Work task: Locate the word "SearchResult" in the material, then show every line that holds it.

Exercise materials:
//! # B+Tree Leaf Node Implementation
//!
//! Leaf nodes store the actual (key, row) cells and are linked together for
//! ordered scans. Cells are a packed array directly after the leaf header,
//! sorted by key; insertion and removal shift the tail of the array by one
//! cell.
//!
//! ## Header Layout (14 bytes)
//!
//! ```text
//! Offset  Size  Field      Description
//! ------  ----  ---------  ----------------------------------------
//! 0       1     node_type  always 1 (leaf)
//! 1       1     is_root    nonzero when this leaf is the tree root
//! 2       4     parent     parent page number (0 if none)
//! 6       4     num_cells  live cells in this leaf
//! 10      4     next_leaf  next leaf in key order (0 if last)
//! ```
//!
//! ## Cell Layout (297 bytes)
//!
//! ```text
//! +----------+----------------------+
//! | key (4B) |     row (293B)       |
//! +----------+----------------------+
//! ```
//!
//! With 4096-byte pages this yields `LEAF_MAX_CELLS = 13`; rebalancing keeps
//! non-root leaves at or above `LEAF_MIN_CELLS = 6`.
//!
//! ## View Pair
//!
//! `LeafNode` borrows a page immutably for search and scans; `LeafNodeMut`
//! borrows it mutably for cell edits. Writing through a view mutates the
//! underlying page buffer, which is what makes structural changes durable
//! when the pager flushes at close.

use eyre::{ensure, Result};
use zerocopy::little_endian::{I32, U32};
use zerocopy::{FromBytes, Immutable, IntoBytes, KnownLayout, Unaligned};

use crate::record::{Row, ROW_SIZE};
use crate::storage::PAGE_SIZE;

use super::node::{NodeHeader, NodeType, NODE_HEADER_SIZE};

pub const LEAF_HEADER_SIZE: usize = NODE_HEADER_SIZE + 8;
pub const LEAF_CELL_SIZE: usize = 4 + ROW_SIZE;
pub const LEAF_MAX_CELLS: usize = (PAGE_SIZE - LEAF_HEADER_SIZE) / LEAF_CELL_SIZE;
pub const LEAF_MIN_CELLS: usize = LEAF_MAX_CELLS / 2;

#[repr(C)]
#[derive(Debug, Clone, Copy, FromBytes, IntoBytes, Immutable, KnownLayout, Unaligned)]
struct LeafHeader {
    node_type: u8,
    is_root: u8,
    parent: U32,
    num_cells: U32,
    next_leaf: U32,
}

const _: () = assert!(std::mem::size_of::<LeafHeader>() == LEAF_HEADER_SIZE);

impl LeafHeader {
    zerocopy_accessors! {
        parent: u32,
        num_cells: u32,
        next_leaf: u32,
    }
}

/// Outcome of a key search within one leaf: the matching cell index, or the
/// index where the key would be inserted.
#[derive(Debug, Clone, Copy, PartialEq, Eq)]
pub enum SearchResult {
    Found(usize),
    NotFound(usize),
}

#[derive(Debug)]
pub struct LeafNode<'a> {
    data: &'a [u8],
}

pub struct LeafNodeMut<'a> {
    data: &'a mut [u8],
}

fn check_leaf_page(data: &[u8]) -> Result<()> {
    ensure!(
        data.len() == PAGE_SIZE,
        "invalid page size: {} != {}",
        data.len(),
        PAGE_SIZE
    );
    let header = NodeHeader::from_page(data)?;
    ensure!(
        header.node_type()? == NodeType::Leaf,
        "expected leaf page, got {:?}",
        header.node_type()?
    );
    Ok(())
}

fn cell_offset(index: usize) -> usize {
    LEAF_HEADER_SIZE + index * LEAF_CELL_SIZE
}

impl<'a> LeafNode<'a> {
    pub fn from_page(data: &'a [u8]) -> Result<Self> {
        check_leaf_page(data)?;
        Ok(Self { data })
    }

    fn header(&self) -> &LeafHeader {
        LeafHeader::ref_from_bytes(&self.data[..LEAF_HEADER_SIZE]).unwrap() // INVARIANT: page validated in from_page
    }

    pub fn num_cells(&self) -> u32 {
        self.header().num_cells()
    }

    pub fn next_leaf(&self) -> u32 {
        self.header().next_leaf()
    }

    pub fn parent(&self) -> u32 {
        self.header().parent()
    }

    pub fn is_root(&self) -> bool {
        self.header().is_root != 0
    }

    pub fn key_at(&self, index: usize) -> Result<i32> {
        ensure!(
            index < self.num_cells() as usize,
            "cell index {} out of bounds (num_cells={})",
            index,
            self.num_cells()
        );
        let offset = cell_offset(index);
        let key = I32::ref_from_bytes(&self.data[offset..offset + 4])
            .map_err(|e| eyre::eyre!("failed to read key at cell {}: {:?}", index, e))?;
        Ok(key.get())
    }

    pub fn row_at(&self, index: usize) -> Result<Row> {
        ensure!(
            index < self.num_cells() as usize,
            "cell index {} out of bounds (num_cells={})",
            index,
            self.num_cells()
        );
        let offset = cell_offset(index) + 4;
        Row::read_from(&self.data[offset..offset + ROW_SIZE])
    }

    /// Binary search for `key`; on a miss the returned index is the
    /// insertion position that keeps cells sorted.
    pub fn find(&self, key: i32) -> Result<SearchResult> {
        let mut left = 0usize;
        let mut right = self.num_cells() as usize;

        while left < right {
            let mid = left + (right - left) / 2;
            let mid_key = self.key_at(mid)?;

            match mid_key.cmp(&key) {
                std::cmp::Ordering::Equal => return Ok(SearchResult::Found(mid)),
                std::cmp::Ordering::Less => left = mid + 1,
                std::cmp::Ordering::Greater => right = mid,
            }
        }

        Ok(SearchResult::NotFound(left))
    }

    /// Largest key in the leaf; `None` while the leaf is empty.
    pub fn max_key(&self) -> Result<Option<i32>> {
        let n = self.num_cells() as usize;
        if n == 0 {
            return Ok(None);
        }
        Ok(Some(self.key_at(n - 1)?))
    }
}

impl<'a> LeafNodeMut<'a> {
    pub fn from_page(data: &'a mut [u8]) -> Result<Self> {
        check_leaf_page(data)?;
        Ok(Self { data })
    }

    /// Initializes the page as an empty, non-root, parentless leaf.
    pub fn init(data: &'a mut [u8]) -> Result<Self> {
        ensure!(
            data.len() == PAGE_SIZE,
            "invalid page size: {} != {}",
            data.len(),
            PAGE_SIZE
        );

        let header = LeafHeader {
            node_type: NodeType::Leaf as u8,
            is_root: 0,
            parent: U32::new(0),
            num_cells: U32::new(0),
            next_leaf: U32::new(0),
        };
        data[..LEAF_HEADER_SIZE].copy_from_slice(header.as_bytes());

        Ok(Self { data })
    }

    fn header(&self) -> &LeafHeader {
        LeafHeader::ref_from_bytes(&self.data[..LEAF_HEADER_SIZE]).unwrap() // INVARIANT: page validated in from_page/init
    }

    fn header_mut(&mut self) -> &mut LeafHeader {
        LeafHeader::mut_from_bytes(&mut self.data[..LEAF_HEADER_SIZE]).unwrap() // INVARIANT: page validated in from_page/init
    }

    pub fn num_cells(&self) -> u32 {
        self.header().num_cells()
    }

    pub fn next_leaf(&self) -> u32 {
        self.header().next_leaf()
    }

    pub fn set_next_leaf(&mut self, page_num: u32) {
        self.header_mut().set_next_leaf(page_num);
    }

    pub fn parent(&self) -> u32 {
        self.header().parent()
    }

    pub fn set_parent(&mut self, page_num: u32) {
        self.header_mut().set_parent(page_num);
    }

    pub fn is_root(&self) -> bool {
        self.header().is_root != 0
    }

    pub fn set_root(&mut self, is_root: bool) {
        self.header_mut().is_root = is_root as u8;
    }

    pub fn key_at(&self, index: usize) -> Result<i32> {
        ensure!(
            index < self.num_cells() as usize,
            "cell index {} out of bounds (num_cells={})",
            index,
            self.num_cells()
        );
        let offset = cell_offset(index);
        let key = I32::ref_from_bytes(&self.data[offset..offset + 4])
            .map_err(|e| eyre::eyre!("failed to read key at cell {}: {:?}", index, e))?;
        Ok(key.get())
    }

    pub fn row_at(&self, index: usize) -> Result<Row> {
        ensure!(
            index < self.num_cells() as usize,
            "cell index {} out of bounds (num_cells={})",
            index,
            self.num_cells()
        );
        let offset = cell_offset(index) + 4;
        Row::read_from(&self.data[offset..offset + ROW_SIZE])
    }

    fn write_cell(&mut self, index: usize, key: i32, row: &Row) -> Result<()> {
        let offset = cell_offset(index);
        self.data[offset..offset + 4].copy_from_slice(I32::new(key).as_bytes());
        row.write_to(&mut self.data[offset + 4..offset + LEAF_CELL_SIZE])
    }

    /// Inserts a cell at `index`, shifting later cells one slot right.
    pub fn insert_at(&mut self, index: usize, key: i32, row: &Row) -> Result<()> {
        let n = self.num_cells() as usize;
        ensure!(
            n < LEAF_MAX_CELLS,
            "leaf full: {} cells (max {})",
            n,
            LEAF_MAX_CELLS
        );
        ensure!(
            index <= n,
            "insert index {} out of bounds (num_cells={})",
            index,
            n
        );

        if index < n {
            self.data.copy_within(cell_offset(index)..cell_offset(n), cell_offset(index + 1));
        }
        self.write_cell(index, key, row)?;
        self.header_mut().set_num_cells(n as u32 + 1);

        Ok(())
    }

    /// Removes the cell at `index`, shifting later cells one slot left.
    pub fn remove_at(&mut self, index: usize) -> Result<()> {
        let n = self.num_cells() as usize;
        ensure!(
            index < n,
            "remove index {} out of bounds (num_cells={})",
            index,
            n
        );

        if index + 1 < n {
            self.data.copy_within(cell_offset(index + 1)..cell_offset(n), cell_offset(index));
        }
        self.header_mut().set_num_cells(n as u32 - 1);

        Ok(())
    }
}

Response area:
pub enum SearchResult {
    pub fn find(&self, key: i32) -> Result<SearchResult> {
                std::cmp::Ordering::Equal => return Ok(SearchResult::Found(mid)),
        Ok(SearchResult::NotFound(left))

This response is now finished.